The skeletons are not meant to represent death.
If anything, they represent structure.
The bones of identity.

The parts of us that persist through time.

When I draw them, I’m not trying to explain exactly who they are or what they represent. Or why they are in these environments. Or what their relationship is to each other.

Sometimes the viewer connects them into a narrative.
Sometimes they don’t.

That ambiguity is a major part of the point.

Eventually something shifts in the way we relate to stories. When we’re young, we try to figure out which character we are. We want clearly defined roles and identities that make life feel definitive.

Eventually we stop asking that question. Thankfully.

Instead of fitting ourselves into someone else’s mythology, we start drawing our own characters. They carry pieces of the stories we loved.

In a way, that’s what Ahsoka does.

She stops trying to fit herself into the story the Jedi wrote for her.
She keeps the values. The mission. The sense of purpose.

But she redraws the character she was expected to play.

And she isn’t bound by them anymore. It’s a call to courage, not power.


V. The Galaxy Beyond Archetypes

One of the reasons Star Wars remains so powerful as a cultural touchstone is that it allows for this expansion.

The original films gave us myth.

But the larger universe, the shows, books, and side stories, gave us something else. They showed us a galaxy filled with people navigating the space between ideals and reality.

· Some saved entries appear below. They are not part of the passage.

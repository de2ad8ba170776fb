/*!
A receiver for speech audio.

Plays an already synthesized [AudioStream] and reports its lifecycle to an
[AvatarPuppet]. Streams carry no word timing, so progress is reported with
fixed-interval boundary pulses while the player is playing.
*/

use godot::{
    engine::{AudioStream, AudioStreamPlayer},
    prelude::*,
};
use log::{debug, warn};

use crate::{
    gstring, logger,
    puppets::avatar_puppet::AvatarPuppet,
    speech::{BoundaryPulse, SpeechHooks},
    vstring,
};

/// Playback bookkeeping, independent of any engine objects.
///
/// Guarantees one `on_end` per started utterance no matter how playback stops.
#[derive(Debug, Default)]
struct Playback {
    pulse: BoundaryPulse,
    speaking: bool,
}

impl Playback {
    /// `interval` is the boundary pulse period for this utterance.
    fn start(&mut self, hooks: &mut impl SpeechHooks, text: &str, interval: f32) {
        self.finish(hooks);

        self.speaking = true;
        self.pulse = BoundaryPulse::new(interval);
        hooks.on_start(text);
    }

    /// Returns whether playback ended this frame.
    fn tick(&mut self, hooks: &mut impl SpeechHooks, dt: f32, playing: bool) -> bool {
        if !self.speaking {
            return false;
        }

        if !playing {
            self.finish(hooks);
            return true;
        }
        if self.pulse.advance(dt, playing) {
            hooks.on_boundary();
        }

        false
    }

    /// Returns whether anything was playing.
    fn finish(&mut self, hooks: &mut impl SpeechHooks) -> bool {
        if !self.speaking {
            return false;
        }

        self.speaking = false;
        self.pulse.reset();
        hooks.on_end();

        true
    }
}

/// Plays speech audio for a puppet.
#[derive(Debug, GodotClass)]
#[class(base = Node)]
pub struct SpeechReceiver {
    #[base]
    base: Base<Node>,

    /// The `AudioStreamPlayer` to play speech on.
    #[var]
    pub player_path: NodePath,
    /// The `AvatarPuppet` to drive. Its config sets the boundary interval.
    #[var]
    pub puppet_path: NodePath,

    player: Option<Gd<AudioStreamPlayer>>,
    puppet: Option<Gd<AvatarPuppet>>,
    playback: Playback,
}

#[godot_api]
impl NodeVirtual for SpeechReceiver {
    fn init(base: godot::obj::Base<Self::Base>) -> Self {
        Self {
            base,

            player_path: NodePath::default(),
            puppet_path: NodePath::default(),

            player: None,
            puppet: None,
            playback: Playback::default(),
        }
    }

    fn ready(&mut self) {
        logger::ensure_init();

        self.player = self
            .base
            .get_node_or_null(self.player_path.clone())
            .and_then(|v| v.try_cast::<AudioStreamPlayer>());
        if self.player.is_none() {
            warn!("player_path {} is not an AudioStreamPlayer", self.player_path);
        }

        self.puppet = self
            .base
            .get_node_or_null(self.puppet_path.clone())
            .and_then(|v| v.try_cast::<AvatarPuppet>());
        if self.puppet.is_none() {
            warn!("puppet_path {} is not an AvatarPuppet", self.puppet_path);
        }
    }

    fn process(&mut self, delta: f64) {
        let playing = self.player.as_ref().is_some_and(|v| v.is_playing());
        let Some(mut puppet) = self.puppet.as_ref().map(|v| v.share()) else {
            return;
        };

        if self.playback.tick(&mut puppet, delta as f32, playing) {
            debug!("Speech playback ended");
            self.emit_finished();
        }
    }
}

#[godot_api]
impl SpeechReceiver {
    #[signal]
    fn speech_started(text: GodotString);

    #[signal]
    fn speech_finished();

    /// Play `stream` as the spoken form of `text`.
    ///
    /// Anything still playing is finished first. A missing stream or player
    /// counts as a failed utterance and only finishes.
    #[func]
    pub fn speak(&mut self, text: GodotString, stream: Option<Gd<AudioStream>>) -> bool {
        let Some(mut puppet) = self.puppet.as_ref().map(|v| v.share()) else {
            warn!("No puppet to speak with");
            return false;
        };

        let Some(stream) = stream.filter(|_| self.player.is_some()) else {
            warn!("Unable to play speech for: {text}");
            if self.playback.finish(&mut puppet) {
                self.emit_finished();
            }
            return false;
        };

        if let Some(player) = self.player.as_mut() {
            player.stop();
            player.set_stream(stream);
            player.play();
        }

        let interval = puppet.bind().boundary_interval();
        self.playback.start(&mut puppet, &text.to_string(), interval);
        self.base
            .emit_signal(StringName::from("speech_started"), &[vstring!(text)]);

        true
    }

    /// Stop playback early.
    #[func]
    pub fn stop(&mut self) {
        if let Some(player) = self.player.as_mut() {
            player.stop();
        }

        let Some(mut puppet) = self.puppet.as_ref().map(|v| v.share()) else {
            return;
        };
        if self.playback.finish(&mut puppet) {
            self.emit_finished();
        }
    }

    #[func]
    pub fn is_speaking(&self) -> bool {
        self.playback.speaking
    }
}

impl SpeechReceiver {
    fn emit_finished(&mut self) {
        self.base.emit_signal(StringName::from("speech_finished"), &[]);
    }
}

Soldiers trying to do the right thing in a war that makes less sense every day.
Citizens living under systems that no longer deserve their trust.
And characters like Ahsoka.

The brave ones who step outside the structures that once defined them and choose a new path.

That’s why the galaxy becomes more interesting the further we move from the central prophecy. Because the real story isn’t about a chosen one.

It’s about what people do when the story they thought they were living inside begins to change.

And perhaps that’s why these stories linger. Because they give us archetypes to live inside temporarily. And because they eventually give us permission to step outside them.

When that moment comes, the question isn’t which character we are anymore.

The question becomes what kind of character we’re willing to draw next.


VI. theories Summarized

Stories help us understand ourselves, especially when we’re young. Eventually we realize that the archetypes we love are only starting points.

We don’t have to become Luke, Obi-Wan, Anakin, or Ahsoka.
We can learn from them, carry their lessons forward, and still choose our own path.

The real moment of growth comes when we discover we’re free to draw new characters.

And sometimes the most interesting stories begin the moment we step outside the script we thought we were supposed to follow.